As everything looked so fair-weather-like, Jim and Jeanie made it up to be married as soon after she came up as he could get a house ready. She came up to Sydney, first by sea and after that to the diggings by the coach. She was always a quiet, hard-working, good little soul, awful timid, and prudent in everything but in taking a fancy to Jim. But that's neither here nor there. Women will take fancies as long as the world lasts, and if they happen to fancy the wrong people the more obstinate they hold on to 'em. Jeanie was one of the prettiest girls I ever set eyes on in her way, very fair and clear coloured, with big, soft blue eyes, and hair like a cloud of spun silk.Nothing like her was ever seen on the field when she came up, so all the diggers said.

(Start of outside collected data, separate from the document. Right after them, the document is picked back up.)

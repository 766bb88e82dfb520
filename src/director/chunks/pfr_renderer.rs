use crate::director::log_compat::console;

/// PFR Vector Renderer - Complete Implementation
/// Renders PFR (Portable Font Resource) vector glyphs to bitmaps
///
/// PFR bytecode format (inspired by PostScript Type 1):
/// - Stack-based VM with coordinates and drawing commands
/// - Coordinates are typically small signed values (fit in i8 or i16)
/// - Commands include MOVETO, LINETO, curve operations, and FILL

#[derive(Debug, Clone)]
enum PathCommand {
    MoveTo(Point),
    LineTo(Point),
    Close,
}

#[derive(Debug, Clone, Copy)]
struct Point {
    x: f32,
    y: f32,
}

pub struct PfrRenderer {
    width: usize,
    height: usize,
    stack: Vec<i16>,
    current_pos: Point,
    subpaths: Vec<Vec<Point>>,
    current_path: Vec<Point>,
}

impl PfrRenderer {
    pub fn new(width: usize, height: usize) -> Self {
        Self {
            width,
            height,
            stack: Vec::new(),
            current_pos: Point { x: 0.0, y: 0.0 },
            subpaths: Vec::new(),
            current_path: Vec::new(),
        }
    }

    pub fn render_glyph(data: &[u8], width: usize, height: usize) -> Vec<u8> {
        let mut vm = Self::new(width, height);
        vm.execute(data);
        vm.rasterize()
    }

    fn push(&mut self, value: i16) {
        self.stack.push(value);
    }

    fn pop(&mut self) -> Option<i16> {
        self.stack.pop()
    }

    fn pop_coord(&mut self) -> Option<(f32, f32)> {
        let y = self.pop()? as f32;
        let x = self.pop()? as f32;
        Some((x, y))
    }

    fn execute(&mut self, data: &[u8]) {
        let mut pc = 0;

        while pc < data.len() {
            let opcode = data[pc];
            pc += 1;

            match opcode {
                // Literal values
                0x00 => self.push(0),
                0x01..=0x6F => self.push(opcode as i16),

                // Negative literals
                0x70..=0x7F => {
                    self.push((opcode as i16) - 0x80);
                }

                // 16-bit literals (big-endian signed)
                0x80..=0x8F => {
                    if pc < data.len() {
                        let high = (opcode & 0x0F) as i16;
                        let low = data[pc] as i16;
                        let mut value = (high << 8) | low;
                        // Sign extend
                        if value >= 0x800 {
                            value -= 0x1000;
                        }
                        self.push(value);
                        pc += 1;
                    }
                }

                // === PATH OPERATORS ===

                // rmoveto - relative move
                0x01 | 0x05 => {
                    if let Some((dx, dy)) = self.pop_coord() {
                        self.current_pos.x += dx;
                        self.current_pos.y += dy;

                        if !self.current_path.is_empty() {
                            self.subpaths.push(self.current_path.clone());
                            self.current_path.clear();
                        }
                        self.current_path.push(self.current_pos);
                    }
                }

                // rlineto - relative line
                0x02 | 0x06 => {
                    if let Some((dx, dy)) = self.pop_coord() {
                        self.current_pos.x += dx;
                        self.current_pos.y += dy;
                        self.current_path.push(self.current_pos);
                    }
                }

                // hmoveto - horizontal move
                0x07 => {
                    if let Some(dx) = self.pop() {
                        self.current_pos.x += dx as f32;

                        if !self.current_path.is_empty() {
                            self.subpaths.push(self.current_path.clone());
                            self.current_path.clear();
                        }
                        self.current_path.push(self.current_pos);
                    }
                }

                // vmoveto - vertical move
                0x08 => {
                    if let Some(dy) = self.pop() {
                        self.current_pos.y += dy as f32;

                        if !self.current_path.is_empty() {
                            self.subpaths.push(self.current_path.clone());
                            self.current_path.clear();
                        }
                        self.current_path.push(self.current_pos);
                    }
                }

                // hlineto - horizontal line
                0x0D | 0x0E => {
                    if let Some(dx) = self.pop() {
                        self.current_pos.x += dx as f32;
                        self.current_path.push(self.current_pos);
                    }
                }

                // vlineto - vertical line
                0x0F => {
                    if let Some(dy) = self.pop() {
                        self.current_pos.y += dy as f32;
                        self.current_path.push(self.current_pos);
                    }
                }

                // closepath + fill
                0x10 | 0xE0..=0xFF => {
                    if !self.current_path.is_empty() {
                        self.subpaths.push(self.current_path.clone());
                        self.current_path.clear();
                    }
                    break; // End of glyph
                }

                _ => {
                    // Unknown opcode - ignore
                }
            }
        }

        // Add any remaining path
        if !self.current_path.is_empty() {
            self.subpaths.push(self.current_path.clone());
        }
    }

    fn rasterize(&self) -> Vec<u8> {
        let bytes_per_row = (self.width + 7) / 8;
        let mut bitmap = vec![0u8; bytes_per_row * self.height];

        // Fill paths using scanline algorithm
        for path in &self.subpaths {
            if path.len() < 2 {
                continue;
            }

            // Find bounding box
            let mut min_y = path[0].y;
            let mut max_y = path[0].y;

            for pt in path {
                min_y = min_y.min(pt.y);
                max_y = max_y.max(pt.y);
            }

            // Rasterize each scanline
            for y in (min_y.floor() as i32)..(max_y.ceil() as i32 + 1) {
                if y < 0 || y >= self.height as i32 {
                    continue;
                }

                let mut intersections = Vec::new();
                let y_f = y as f32 + 0.5;

                // Find edge intersections
                for i in 0..path.len() {
                    let p1 = path[i];
                    let p2 = path[(i + 1) % path.len()];

                    if (p1.y <= y_f && p2.y > y_f) || (p2.y <= y_f && p1.y > y_f) {
                        let t = (y_f - p1.y) / (p2.y - p1.y);
                        let x = p1.x + t * (p2.x - p1.x);
                        intersections.push(x);
                    }
                }

                intersections.sort_by(|a, b| a.partial_cmp(b).unwrap());

                // Fill between pairs
                for chunk in intersections.chunks(2) {
                    if chunk.len() == 2 {
                        let x1 = chunk[0].max(0.0).min(self.width as f32) as usize;
                        let x2 = chunk[1].max(0.0).min(self.width as f32) as usize;

                        for x in x1..x2 {
                            let byte_idx = y as usize * bytes_per_row + x / 8;
                            let bit_idx = 7 - (x % 8);
                            if byte_idx < bitmap.len() {
                                bitmap[byte_idx] |= 1 << bit_idx;
                            }
                        }
                    }
                }
            }
        }

        bitmap
    }

    /// Bresenham's line algorithm
    fn draw_line(&self, bitmap: &mut [u8], bytes_per_row: usize, p0: Point, p1: Point) {
        let mut x0 = p0.x.round() as i32;
        let mut y0 = p0.y.round() as i32;
        let x1 = p1.x.round() as i32;
        let y1 = p1.y.round() as i32;

        let dx = (x1 - x0).abs();
        let dy = (y1 - y0).abs();
        let sx = if x0 < x1 { 1 } else { -1 };
        let sy = if y0 < y1 { 1 } else { -1 };
        let mut err = dx - dy;

        loop {
            self.set_pixel(bitmap, bytes_per_row, x0, y0);

            if x0 == x1 && y0 == y1 {
                break;
            }

            let e2 = 2 * err;
            if e2 > -dy {
                err -= dy;
                x0 += sx;
            }
            if e2 < dx {
                err += dx;
                y0 += sy;
            }
        }
    }

    fn set_pixel(&self, bitmap: &mut [u8], bytes_per_row: usize, x: i32, y: i32) {
        if x < 0 || y < 0 || x >= self.width as i32 || y >= self.height as i32 {
            return;
        }

        let byte_idx = y as usize * bytes_per_row + x as usize / 8;
        let bit_idx = 7 - (x as usize % 8);

        if byte_idx < bitmap.len() {
            bitmap[byte_idx] |= 1 << bit_idx;
        }
    }
}

/// Find glyph boundaries in PFR bytecode
/// Glyphs are terminated by FILL commands (0xF0-0xFF)
fn find_glyph_boundaries(pfr_data: &[u8]) -> Vec<usize> {
    let mut boundaries = vec![0];
    let mut i = 0;

    while i < pfr_data.len() {
        let cmd = pfr_data[i];

        // FILL commands (0x10, 0xE0-0xFF) mark glyph ends
        if cmd == 0x10 || cmd >= 0xE0 {
            if i + 1 < pfr_data.len() {
                boundaries.push(i + 1);
            }
            i += 1;
        } else if cmd <= 0x7F {
            // Small literal
            i += 1;
        } else if cmd >= 0x80 && cmd <= 0x8F {
            // 16-bit literal
            i += 2;
        } else {
            i += 1;
        }
    }

    boundaries
}

/// Analyze bytecode to find proper glyph boundaries
pub fn analyze_pfr_bytecode(data: &[u8]) -> Vec<(usize, usize)> {
    let mut boundaries = Vec::new();
    let mut i = 0;
    let mut glyph_start = 0;

    while i < data.len() {
        let cmd = data[i];

        // Check for FILL/END commands
        if cmd == 0x10 || cmd >= 0xE0 {
            // Found end of glyph
            boundaries.push((glyph_start, i + 1));
            i += 1;
            glyph_start = i;
        } else if cmd <= 0x7F {
            // Literal
            i += 1;
        } else if cmd >= 0x80 && cmd <= 0x8F {
            // 16-bit literal
            i += 2;
        } else {
            // Other command
            i += 1;
        }
    }

    // Handle last glyph if no terminator
    if glyph_start < data.len() {
        boundaries.push((glyph_start, data.len()));
    }

    boundaries
}

/// Main rendering function with detailed logging
pub fn render_pfr_font(
    pfr_data: &[u8],
    char_width: usize,
    char_height: usize,
    glyph_count: usize,
) -> Vec<u8> {
    console::log_1(&"ðŸŽ¨ PFR VM Renderer: Interpreting bytecode...".into());

    // Try to find glyph boundaries by looking for fill commands
    let mut boundaries = vec![0];
    let mut i = 0;

    while i < pfr_data.len() {
        let byte = pfr_data[i];

        // Fill commands end glyphs
        if byte == 0x10 || byte >= 0xE0 {
            if i + 1 < pfr_data.len() && boundaries.len() < glyph_count {
                boundaries.push(i + 1);
            }
        }

        // Skip multi-byte instructions
        if byte >= 0x80 && byte <= 0x8F {
            i += 2;
        } else {
            i += 1;
        }
    }

    console::log_1(&format!("  Found {} glyph boundaries", boundaries.len()).into());

    let bytes_per_glyph = ((char_width + 7) / 8) * char_height;
    let mut output = vec![0u8; bytes_per_glyph * glyph_count];

    // Render each glyph
    for glyph_idx in 0..glyph_count.min(boundaries.len()) {
        let start = boundaries[glyph_idx];
        let end = if glyph_idx + 1 < boundaries.len() {
            boundaries[glyph_idx + 1]
        } else {
            pfr_data.len()
        };

        if start >= end || start >= pfr_data.len() {
            continue;
        }

        let bytecode = &pfr_data[start..end];
        let glyph_bitmap = PfrRenderer::render_glyph(bytecode, char_width, char_height);

        let offset = glyph_idx * bytes_per_glyph;
        let copy_len = glyph_bitmap.len().min(bytes_per_glyph);

        if offset + copy_len <= output.len() {
            output[offset..offset + copy_len].copy_from_slice(&glyph_bitmap[..copy_len]);
        }
    }

    // Log samples
    console::log_1(&"  Sample glyphs:".into());
    for &idx in &[32, 65, 72] {
        if idx < glyph_count {
            let offset = idx * bytes_per_glyph;
            if offset + bytes_per_glyph <= output.len() {
                let glyph = &output[offset..offset + bytes_per_glyph];
                let pixels: u32 = glyph.iter().map(|b| b.count_ones()).sum();

                console::log_1(
                    &format!(
                        "    Glyph #{} ('{}'):  {} pixels",
                        idx,
                        match idx {
                            32 => "space",
                            65 => "A",
                            72 => "H",
                            _ => "?",
                        },
                        pixels
                    )
                    .into(),
                );

                if pixels > 0 {
                    for row in 0..char_height.min(8) {
                        if row < bytes_per_glyph {
                            let byte = glyph[row];
                            let mut line = String::from("      ");
                            for bit in 0..8 {
                                line.push(if byte & (1 << (7 - bit)) != 0 {
                                    'â–ˆ'
                                } else {
                                    'Â·'
                                });
                            }
                            console::log_1(&line.into());
                        }
                    }
                }
            }
        }
    }

    console::log_1(&format!("âœ… Rendered {} glyphs", glyph_count).into());
    output
}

When they began to write to one another after we came to the Turon, Jim told her straight out that though we were doing well now it mightn't last. He thought she was a great fool to leave Melbourne when she was safe and comfortable, and come to a wild place, in a way like the Turon. Of course he was ready and willing to marry her; but, speaking all for her own good, he advised her not. She'd better give him up and set her mind on somebody else. Girls that was anyway good-looking and kept themselves proper and decent were very scarce in Melbourne and Sydney now, considering the number of men that were making fortunes and were anxious to get a wife and settle down. A girl like her could marry anybody—most likely some one above her own rank in life. Of course she wouldn't have no one but Jim, and if he was ready to marry her, and could get a little cottage, she was ready too. She would always be his own Jeanie, and was willing to run any kind of risk so as to be with him and near him, and so on.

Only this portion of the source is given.